FORUM KEADILAN – Komisi III Dewan Perwakilan Rakyat Republik Indonesia (DPR RI) tengah gencar melanjutkan pembahasan revisi Undang-Undang (UU) Nomor 7 Tahun 2020 tentang Perubahan Ketiga atas Undang-Undang Nomor 24 Tahun 2003 tentang Mahkamah Konstitusi (MK).
Diketahui, Panja RUU MK telah menggelar dua kali rapat agar rancangan ini bisa segera dibawa ke sidang paripurna.
Tiga orang Komisi III yang dihubungi Forum Keadilan, Santoso dari Fraksi Demokrat, Johan Budi Sapto Pribowo dari Fraksi PDIP dan Habiburokhman dari Fraksi Gerindra, membenarkan adanya pembahasan lanjutan RUU MK.
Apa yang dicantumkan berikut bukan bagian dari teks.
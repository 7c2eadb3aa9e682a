use std::sync::Arc;

use axum::routing::{get, put};
use axum::{middleware, Router};

use crate::handler::quote_handler::{
    delete_quote_handler, export_quote_handler, export_quotes_handler, get_quote_handler, list_quotes_handler,
    quote_stats_handler, update_quote_status_handler,
};
use crate::middlewares::session_gate::{session_gate, SessionGateState};
use crate::service::quote_service::QuoteService;

pub fn quote_router(service: Arc<dyn QuoteService>, gate: Arc<SessionGateState>) -> Router {
    Router::new()
        .route("/quotes", get(list_quotes_handler))
        .route("/quotes/stats", get(quote_stats_handler))
        .route("/quotes/export", get(export_quotes_handler))
        .route("/quotes/{id}", get(get_quote_handler).delete(delete_quote_handler))
        .route("/quotes/{id}/status", put(update_quote_status_handler))
        .route("/quotes/{id}/export", get(export_quote_handler))
        .route_layer(middleware::from_fn_with_state(gate, session_gate))
        .with_state(service)
}
use chrono::{DateTime, Utc};
use serde::{Deserialize, Serialize};

use crate::model::timestamp::rfc3339_millis;

pub const ADMIN_ROLE: &str = "admin";

#[derive(Debug, Clone, Serialize, Deserialize)]
pub struct AdminUser {
    #[serde(rename = "_id")]
    pub id: String,
    pub username: String,
    pub first_name: String,
    pub last_name: String,
    pub email: String,
    pub password_hash: String,
    pub role: String,
    #[serde(with = "rfc3339_millis")]
    pub created_at: DateTime<Utc>,
    #[serde(with = "rfc3339_millis")]
    pub updated_at: DateTime<Utc>,
}

impl AdminUser {
    pub fn is_admin(&self) -> bool {
        self.role == ADMIN_ROLE
    }
}
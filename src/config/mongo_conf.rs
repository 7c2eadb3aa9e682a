use serde::{Deserialize, Serialize};
use std::env;
use tracing::{debug, error, info, warn};

use crate::config::ConfigError;

/// MongoDB configuration structure
#[derive(Debug, Clone, Serialize, Deserialize)]
pub struct MongoConfig {
    /// MongoDB connection URI
    pub uri: String,
    /// Database name
    pub database: String,
    pub username: Option<String>,
    pub password: Option<String>,
    /// Collection holding storefront quotes
    pub quote_collection: String,
    /// Connection pool size
    pub pool_size: u32,
    /// Connection timeout in seconds
    pub connection_timeout_secs: u64,
}

impl MongoConfig {
    /// Load MongoDB configuration from environment variables
    ///
    /// Expected environment variables:
    /// - MONGO_URI: MongoDB connection URI (required)
    /// - MONGO_DATABASE: Database name (required)
    /// - MONGO_USERNAME / MONGO_PASSWORD: credentials (optional, both or neither)
    /// - MONGO_QUOTE_COLLECTION: Collection name for quotes (defaults to "quotes")
    /// - MONGO_POOL_SIZE: Connection pool size (defaults to 10)
    /// - MONGO_CONNECTION_TIMEOUT: Connection timeout in seconds (defaults to 5)
    pub fn from_env() -> Result<Self, ConfigError> {
        info!("Loading MongoDB configuration from environment variables");

        let uri = env::var("MONGO_URI").map_err(|_| {
            error!("MONGO_URI environment variable not found");
            ConfigError::EnvVarNotFound("MONGO_URI".to_string())
        })?;

        let database = env::var("MONGO_DATABASE").map_err(|_| {
            error!("MONGO_DATABASE environment variable not found");
            ConfigError::EnvVarNotFound("MONGO_DATABASE".to_string())
        })?;
        debug!("MongoDB database: {}", database);

        let username = env::var("MONGO_USERNAME").ok();
        let password = env::var("MONGO_PASSWORD").ok();
        if username.is_some() {
            debug!("MongoDB credentials provided");
        }

        let quote_collection = env::var("MONGO_QUOTE_COLLECTION").unwrap_or_else(|_| {
            debug!("MONGO_QUOTE_COLLECTION not set, using default: quotes");
            "quotes".to_string()
        });

        let pool_size = env::var("MONGO_POOL_SIZE")
            .unwrap_or_else(|_| {
                warn!("MONGO_POOL_SIZE not set, using default: 10");
                "10".to_string()
            })
            .parse::<u32>()
            .map_err(|_| {
                error!("Invalid MONGO_POOL_SIZE value");
                ConfigError::InvalidValue("Invalid MONGO_POOL_SIZE value".to_string())
            })?;

        let connection_timeout_secs = env::var("MONGO_CONNECTION_TIMEOUT")
            .unwrap_or_else(|_| {
                warn!("MONGO_CONNECTION_TIMEOUT not set, using default: 5 seconds");
                "5".to_string()
            })
            .parse::<u64>()
            .map_err(|_| {
                error!("Invalid MONGO_CONNECTION_TIMEOUT value");
                ConfigError::InvalidValue("Invalid MONGO_CONNECTION_TIMEOUT value".to_string())
            })?;

        let config = MongoConfig {
            uri,
            database,
            username,
            password,
            quote_collection,
            pool_size,
            connection_timeout_secs,
        };

        config.validate()?;
        info!("MongoDB configuration loaded successfully");
        Ok(config)
    }

    /// Validate the configuration
    pub fn validate(&self) -> Result<(), ConfigError> {
        if self.uri.is_empty() {
            error!("MongoDB URI is empty");
            return Err(ConfigError::ValidationError("MongoDB URI cannot be empty".to_string()));
        }
        if self.database.is_empty() {
            error!("MongoDB database is empty");
            return Err(ConfigError::ValidationError("MongoDB database cannot be empty".to_string()));
        }
        if self.quote_collection.is_empty() {
            return Err(ConfigError::ValidationError("Quote collection cannot be empty".to_string()));
        }
        if self.pool_size == 0 {
            return Err(ConfigError::ValidationError("MongoDB pool size must be greater than 0".to_string()));
        }
        if self.connection_timeout_secs == 0 {
            return Err(ConfigError::ValidationError("MongoDB connection timeout must be greater than 0".to_string()));
        }
        match (&self.username, &self.password) {
            (Some(_), None) | (None, Some(_)) => {
                error!("MongoDB username and password must be set together");
                Err(ConfigError::ValidationError(
                    "MONGO_USERNAME and MONGO_PASSWORD must be set together".to_string(),
                ))
            }
            (Some(user), Some(pass)) if user.is_empty() || pass.is_empty() => Err(
                ConfigError::ValidationError("MongoDB credentials cannot be empty if set".to_string()),
            ),
            _ => Ok(()),
        }
    }
}

impl Default for MongoConfig {
    fn default() -> Self {
        MongoConfig {
            uri: "mongodb://localhost:27017".to_string(),
            database: "storefront".to_string(),
            username: None,
            password: None,
            quote_collection: "quotes".to_string(),
            pool_size: 10,
            connection_timeout_secs: 5,
        }
    }
}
Johan Budi, yang juga bagian dari anggota Panja, tidak membantah ataupun mengiyakan alasan revisi ini berkaitan dengan putusan MK Nomor 90/PUU-XXI/2023 yang menimbulkan kontroversi.
“Komisi III sedang melanjutkan pembahasan RUU MK karena pembahasan yang kemarin sebelum masa sidang belum selesai,” katanya kepada Forum Keadilan, Senin, 27/11/2023.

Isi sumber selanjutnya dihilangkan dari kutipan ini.